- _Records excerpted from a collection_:
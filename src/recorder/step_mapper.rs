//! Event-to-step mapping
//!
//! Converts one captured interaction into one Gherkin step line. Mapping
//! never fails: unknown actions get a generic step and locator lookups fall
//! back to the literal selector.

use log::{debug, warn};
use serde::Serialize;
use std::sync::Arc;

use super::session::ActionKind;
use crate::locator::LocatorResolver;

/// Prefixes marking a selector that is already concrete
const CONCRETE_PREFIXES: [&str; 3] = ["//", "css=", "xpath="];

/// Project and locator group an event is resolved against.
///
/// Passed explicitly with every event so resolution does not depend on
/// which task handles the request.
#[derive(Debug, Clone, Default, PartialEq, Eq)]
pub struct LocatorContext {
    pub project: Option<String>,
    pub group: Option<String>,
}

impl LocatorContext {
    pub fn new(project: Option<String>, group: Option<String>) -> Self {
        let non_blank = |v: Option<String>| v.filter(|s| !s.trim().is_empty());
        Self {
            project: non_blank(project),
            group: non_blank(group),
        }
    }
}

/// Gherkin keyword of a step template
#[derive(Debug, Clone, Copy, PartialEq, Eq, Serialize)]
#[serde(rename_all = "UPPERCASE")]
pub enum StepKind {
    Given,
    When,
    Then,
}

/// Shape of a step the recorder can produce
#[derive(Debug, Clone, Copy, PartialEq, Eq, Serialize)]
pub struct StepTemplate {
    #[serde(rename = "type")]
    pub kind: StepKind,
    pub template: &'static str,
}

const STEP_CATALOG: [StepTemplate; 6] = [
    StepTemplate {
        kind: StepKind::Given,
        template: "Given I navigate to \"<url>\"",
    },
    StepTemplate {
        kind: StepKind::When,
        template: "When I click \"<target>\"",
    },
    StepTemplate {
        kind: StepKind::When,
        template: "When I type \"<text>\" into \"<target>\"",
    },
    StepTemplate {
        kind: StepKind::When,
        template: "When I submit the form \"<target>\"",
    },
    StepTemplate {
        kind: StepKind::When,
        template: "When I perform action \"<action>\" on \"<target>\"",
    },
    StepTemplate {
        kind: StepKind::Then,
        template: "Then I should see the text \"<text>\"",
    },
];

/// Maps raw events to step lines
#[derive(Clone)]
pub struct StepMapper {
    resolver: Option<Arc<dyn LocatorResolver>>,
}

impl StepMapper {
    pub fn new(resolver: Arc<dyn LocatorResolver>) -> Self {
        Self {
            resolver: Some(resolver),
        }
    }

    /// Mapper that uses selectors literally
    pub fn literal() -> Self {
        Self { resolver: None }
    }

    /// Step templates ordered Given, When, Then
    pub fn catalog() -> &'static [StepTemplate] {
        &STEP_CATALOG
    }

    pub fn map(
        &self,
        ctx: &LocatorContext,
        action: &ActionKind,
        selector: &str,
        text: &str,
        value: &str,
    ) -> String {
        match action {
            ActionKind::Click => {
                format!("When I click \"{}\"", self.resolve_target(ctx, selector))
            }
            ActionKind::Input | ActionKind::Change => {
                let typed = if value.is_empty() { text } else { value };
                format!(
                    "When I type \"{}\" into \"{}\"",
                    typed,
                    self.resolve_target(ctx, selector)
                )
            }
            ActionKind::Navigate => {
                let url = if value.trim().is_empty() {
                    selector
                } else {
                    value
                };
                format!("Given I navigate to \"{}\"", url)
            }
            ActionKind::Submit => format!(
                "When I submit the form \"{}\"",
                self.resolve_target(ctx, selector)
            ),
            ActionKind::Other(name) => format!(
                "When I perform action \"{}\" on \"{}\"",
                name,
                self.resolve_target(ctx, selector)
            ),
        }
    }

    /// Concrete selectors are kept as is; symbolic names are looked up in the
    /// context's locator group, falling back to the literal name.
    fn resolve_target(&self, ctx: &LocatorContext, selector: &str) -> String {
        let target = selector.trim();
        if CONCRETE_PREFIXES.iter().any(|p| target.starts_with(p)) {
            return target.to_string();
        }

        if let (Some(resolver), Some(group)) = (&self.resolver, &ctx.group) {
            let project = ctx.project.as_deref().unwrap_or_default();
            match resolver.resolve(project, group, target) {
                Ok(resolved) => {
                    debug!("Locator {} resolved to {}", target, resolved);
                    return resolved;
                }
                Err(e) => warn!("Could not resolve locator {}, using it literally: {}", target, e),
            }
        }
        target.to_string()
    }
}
* * *
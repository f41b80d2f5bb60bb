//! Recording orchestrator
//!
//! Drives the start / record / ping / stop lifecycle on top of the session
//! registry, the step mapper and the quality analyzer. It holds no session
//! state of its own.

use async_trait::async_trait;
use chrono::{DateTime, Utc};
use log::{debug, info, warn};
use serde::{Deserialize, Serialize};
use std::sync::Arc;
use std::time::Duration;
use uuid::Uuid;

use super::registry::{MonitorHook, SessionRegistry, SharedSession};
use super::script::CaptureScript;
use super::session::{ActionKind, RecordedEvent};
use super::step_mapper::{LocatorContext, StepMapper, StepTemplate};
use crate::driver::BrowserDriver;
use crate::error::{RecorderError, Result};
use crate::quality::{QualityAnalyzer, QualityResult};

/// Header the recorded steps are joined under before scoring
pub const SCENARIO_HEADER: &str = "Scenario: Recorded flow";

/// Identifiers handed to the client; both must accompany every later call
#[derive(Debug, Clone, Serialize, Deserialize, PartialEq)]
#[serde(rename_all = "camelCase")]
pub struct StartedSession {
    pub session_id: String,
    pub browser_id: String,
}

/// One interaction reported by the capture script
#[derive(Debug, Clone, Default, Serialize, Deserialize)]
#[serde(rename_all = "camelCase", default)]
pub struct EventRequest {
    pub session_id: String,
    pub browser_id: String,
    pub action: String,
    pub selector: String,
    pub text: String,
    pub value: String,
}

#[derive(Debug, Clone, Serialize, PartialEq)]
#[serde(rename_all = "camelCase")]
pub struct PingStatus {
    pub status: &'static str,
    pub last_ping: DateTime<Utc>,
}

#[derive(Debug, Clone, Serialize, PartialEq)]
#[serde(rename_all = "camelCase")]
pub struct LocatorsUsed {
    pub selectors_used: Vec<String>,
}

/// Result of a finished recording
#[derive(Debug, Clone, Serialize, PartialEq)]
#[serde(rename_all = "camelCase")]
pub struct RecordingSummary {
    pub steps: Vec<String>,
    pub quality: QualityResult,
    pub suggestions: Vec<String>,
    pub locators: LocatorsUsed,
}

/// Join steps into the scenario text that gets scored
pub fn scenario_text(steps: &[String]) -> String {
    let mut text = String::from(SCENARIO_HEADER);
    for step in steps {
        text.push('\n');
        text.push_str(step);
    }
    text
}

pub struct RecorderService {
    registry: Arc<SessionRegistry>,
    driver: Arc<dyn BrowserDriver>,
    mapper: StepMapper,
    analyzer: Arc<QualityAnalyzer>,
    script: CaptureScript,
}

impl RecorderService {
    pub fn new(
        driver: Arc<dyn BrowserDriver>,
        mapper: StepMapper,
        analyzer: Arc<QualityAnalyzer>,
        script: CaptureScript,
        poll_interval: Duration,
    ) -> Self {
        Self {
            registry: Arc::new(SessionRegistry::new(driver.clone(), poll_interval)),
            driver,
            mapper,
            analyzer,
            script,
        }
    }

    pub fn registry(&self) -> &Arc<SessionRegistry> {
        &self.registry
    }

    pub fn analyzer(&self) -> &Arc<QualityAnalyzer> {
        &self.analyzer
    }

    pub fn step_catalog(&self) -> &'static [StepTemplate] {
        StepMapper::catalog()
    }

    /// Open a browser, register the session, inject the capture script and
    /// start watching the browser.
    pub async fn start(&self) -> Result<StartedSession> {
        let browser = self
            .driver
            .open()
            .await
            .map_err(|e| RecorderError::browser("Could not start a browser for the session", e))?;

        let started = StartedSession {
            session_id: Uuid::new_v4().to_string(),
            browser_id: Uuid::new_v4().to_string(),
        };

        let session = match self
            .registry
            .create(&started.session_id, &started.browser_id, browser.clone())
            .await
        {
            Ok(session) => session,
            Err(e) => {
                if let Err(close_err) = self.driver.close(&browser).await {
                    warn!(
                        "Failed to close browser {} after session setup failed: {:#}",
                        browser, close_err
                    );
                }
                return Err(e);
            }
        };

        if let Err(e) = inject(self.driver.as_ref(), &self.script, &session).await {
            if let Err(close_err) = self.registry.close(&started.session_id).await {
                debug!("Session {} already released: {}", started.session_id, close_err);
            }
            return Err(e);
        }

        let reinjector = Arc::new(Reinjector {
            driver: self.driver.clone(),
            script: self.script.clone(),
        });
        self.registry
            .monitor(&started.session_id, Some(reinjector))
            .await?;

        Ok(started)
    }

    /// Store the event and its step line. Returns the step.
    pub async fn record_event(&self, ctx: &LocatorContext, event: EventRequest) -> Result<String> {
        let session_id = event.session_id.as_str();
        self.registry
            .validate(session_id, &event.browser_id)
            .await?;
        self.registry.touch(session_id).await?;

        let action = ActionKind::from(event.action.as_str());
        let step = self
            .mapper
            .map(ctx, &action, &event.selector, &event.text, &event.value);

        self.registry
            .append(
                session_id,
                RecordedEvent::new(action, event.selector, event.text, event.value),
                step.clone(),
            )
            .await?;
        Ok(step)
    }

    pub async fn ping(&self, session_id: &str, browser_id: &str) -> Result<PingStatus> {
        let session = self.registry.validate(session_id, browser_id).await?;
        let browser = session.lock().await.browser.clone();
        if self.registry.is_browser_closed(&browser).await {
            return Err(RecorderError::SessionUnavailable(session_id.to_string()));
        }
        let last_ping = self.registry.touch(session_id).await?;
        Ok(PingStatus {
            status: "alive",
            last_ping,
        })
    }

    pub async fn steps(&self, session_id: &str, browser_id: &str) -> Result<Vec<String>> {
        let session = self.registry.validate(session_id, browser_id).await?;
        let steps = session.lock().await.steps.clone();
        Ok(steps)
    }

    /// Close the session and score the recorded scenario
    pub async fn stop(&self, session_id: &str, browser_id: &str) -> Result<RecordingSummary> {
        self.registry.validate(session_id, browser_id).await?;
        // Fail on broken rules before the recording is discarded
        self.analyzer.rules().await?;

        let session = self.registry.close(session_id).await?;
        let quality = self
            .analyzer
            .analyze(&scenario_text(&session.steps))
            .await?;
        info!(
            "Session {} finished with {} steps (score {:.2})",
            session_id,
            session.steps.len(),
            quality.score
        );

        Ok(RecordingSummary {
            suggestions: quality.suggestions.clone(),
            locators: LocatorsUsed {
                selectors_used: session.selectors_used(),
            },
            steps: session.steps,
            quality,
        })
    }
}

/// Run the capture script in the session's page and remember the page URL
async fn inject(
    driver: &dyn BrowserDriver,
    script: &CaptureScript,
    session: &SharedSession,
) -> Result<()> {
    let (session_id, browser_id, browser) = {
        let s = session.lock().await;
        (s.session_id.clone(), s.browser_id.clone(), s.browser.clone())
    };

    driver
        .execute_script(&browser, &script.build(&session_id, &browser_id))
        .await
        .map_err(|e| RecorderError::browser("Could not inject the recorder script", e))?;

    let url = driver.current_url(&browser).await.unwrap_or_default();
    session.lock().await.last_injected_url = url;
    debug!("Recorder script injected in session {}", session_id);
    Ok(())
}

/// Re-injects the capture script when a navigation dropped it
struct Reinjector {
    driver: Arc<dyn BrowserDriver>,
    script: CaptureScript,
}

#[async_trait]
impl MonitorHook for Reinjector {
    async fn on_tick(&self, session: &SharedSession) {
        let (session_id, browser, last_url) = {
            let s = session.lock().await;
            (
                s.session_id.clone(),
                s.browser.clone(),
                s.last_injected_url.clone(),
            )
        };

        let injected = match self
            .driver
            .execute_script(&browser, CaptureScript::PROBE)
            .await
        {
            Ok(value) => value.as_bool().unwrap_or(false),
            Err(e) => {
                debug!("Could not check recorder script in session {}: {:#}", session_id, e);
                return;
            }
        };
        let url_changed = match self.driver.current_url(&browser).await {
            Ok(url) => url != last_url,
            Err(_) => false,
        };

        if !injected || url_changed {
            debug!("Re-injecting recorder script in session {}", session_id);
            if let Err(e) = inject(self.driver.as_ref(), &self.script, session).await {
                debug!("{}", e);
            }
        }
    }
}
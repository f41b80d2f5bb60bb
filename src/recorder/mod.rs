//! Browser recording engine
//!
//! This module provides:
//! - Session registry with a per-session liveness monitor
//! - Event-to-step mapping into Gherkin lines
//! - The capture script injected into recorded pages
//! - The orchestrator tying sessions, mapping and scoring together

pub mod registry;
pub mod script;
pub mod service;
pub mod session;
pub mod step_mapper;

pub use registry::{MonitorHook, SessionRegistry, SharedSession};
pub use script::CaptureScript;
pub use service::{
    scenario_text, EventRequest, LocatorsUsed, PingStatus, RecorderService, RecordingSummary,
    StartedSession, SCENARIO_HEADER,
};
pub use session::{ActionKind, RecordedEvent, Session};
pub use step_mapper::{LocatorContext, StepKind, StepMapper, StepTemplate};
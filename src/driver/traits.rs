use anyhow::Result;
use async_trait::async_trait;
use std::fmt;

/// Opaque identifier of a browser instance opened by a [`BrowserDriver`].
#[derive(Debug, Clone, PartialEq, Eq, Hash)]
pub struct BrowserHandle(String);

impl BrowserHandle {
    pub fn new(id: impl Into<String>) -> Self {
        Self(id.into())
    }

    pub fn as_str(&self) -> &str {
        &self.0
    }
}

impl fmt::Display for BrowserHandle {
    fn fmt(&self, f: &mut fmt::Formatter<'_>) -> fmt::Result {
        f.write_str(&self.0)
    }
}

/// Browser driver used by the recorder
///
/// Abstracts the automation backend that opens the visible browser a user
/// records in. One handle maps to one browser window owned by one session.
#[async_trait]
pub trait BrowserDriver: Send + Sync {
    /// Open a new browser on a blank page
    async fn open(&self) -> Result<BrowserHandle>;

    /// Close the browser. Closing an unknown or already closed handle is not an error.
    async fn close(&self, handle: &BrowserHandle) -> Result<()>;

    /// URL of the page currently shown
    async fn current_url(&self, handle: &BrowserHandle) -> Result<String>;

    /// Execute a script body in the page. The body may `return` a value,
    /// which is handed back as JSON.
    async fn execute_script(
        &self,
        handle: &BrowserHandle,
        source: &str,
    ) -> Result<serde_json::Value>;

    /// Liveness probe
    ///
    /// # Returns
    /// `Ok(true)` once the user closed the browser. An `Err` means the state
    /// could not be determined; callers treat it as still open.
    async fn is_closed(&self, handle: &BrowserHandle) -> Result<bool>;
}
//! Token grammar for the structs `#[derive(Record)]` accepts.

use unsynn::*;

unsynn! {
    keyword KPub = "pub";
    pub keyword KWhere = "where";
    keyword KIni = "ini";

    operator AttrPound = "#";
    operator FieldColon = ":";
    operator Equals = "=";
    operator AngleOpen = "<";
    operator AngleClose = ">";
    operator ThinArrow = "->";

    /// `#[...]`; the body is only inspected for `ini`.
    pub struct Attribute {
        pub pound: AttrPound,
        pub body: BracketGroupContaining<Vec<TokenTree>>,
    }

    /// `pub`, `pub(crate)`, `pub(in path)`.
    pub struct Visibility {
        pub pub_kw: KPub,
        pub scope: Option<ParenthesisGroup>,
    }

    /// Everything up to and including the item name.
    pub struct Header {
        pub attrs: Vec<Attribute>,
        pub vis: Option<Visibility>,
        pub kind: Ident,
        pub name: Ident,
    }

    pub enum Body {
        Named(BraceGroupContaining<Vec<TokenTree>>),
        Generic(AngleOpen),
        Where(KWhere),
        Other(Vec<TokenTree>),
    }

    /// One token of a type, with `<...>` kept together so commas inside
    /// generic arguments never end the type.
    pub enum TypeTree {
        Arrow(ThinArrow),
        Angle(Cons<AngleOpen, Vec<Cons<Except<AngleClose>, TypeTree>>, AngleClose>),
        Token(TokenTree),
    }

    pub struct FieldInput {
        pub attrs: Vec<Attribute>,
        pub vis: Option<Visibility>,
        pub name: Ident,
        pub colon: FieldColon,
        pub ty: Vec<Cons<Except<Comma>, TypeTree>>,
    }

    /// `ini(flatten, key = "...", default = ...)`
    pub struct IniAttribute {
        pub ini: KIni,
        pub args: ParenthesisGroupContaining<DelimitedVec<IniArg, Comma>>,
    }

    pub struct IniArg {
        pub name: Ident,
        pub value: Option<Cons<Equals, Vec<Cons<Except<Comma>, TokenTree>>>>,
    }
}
--
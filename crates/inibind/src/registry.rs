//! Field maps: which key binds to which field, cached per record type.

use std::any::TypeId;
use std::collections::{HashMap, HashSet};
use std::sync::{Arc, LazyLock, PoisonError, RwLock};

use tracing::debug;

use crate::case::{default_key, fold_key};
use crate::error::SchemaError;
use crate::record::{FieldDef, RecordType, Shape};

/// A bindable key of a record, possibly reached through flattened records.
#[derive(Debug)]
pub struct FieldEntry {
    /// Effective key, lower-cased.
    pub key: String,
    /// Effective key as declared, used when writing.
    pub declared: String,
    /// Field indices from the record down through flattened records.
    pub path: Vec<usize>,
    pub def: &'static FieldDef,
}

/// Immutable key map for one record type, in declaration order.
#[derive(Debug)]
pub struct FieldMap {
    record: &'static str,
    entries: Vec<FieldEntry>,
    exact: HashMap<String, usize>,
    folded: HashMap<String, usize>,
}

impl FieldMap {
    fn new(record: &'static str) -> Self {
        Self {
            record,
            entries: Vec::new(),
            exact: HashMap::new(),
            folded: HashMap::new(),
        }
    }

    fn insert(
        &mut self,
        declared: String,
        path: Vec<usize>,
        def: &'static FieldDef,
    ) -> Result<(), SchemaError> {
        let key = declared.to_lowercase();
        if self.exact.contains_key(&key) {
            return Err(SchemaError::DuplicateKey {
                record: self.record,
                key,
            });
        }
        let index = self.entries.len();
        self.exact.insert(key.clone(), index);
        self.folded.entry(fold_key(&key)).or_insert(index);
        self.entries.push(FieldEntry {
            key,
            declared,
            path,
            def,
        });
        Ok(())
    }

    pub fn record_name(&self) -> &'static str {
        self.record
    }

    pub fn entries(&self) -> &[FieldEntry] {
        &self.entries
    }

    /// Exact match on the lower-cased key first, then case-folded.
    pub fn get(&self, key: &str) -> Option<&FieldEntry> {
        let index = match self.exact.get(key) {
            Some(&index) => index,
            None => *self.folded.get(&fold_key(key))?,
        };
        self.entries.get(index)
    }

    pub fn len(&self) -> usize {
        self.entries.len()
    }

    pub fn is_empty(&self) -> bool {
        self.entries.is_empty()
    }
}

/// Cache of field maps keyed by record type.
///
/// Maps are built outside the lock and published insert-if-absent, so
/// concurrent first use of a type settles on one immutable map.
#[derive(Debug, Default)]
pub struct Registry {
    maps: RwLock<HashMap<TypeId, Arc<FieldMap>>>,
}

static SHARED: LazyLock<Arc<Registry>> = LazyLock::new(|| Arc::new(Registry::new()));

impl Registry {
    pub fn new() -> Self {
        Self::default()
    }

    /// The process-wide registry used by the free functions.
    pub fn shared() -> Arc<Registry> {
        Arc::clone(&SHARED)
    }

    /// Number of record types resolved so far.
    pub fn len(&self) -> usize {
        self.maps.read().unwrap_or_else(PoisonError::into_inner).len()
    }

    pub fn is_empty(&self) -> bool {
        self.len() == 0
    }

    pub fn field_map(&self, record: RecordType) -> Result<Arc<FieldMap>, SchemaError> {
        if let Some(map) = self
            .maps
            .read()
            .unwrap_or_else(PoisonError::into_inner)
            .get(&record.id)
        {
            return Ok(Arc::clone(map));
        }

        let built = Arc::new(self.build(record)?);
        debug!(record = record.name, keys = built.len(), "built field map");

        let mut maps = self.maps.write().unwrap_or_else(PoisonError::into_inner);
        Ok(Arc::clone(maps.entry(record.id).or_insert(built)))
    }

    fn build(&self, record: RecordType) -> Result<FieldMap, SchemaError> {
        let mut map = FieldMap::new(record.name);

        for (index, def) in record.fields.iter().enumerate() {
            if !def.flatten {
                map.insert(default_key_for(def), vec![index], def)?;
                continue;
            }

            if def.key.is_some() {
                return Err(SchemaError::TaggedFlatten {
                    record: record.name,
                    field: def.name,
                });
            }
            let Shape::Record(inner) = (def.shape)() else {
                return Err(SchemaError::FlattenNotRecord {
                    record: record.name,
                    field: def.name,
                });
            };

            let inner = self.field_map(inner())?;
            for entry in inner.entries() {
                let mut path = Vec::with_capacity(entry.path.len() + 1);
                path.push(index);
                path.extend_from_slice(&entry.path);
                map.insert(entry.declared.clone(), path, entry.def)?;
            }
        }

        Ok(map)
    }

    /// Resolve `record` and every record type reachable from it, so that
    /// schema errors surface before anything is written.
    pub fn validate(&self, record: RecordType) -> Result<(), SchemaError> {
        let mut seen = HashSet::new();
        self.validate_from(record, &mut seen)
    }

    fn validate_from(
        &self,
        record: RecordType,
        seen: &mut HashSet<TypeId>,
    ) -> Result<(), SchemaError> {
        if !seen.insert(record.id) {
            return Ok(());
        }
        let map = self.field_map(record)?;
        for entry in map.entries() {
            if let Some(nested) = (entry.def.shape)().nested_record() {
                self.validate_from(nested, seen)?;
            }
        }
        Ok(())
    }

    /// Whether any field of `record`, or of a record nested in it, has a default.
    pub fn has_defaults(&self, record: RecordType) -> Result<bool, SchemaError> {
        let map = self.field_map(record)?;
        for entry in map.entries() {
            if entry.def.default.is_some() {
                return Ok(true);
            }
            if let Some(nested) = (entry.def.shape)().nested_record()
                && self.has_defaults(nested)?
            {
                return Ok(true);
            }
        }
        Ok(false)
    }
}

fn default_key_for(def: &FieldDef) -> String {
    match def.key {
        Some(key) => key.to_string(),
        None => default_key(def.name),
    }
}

- _Task directions_: Retype exactly the lines above, from the one with "filename src/recorder/step_mapper.rs" through the one with "use super::session::ActionKind;", inclusive.

- _Finished task_:
filename src/recorder/step_mapper.rs
//! Event-to-step mapping
//!
//! Converts one captured interaction into one Gherkin step line. Mapping
//! never fails: unknown actions get a generic step and locator lookups fall
//! back to the literal selector.

use log::{debug, warn};
use serde::Serialize;
use std::sync::Arc;

use super::session::ActionKind;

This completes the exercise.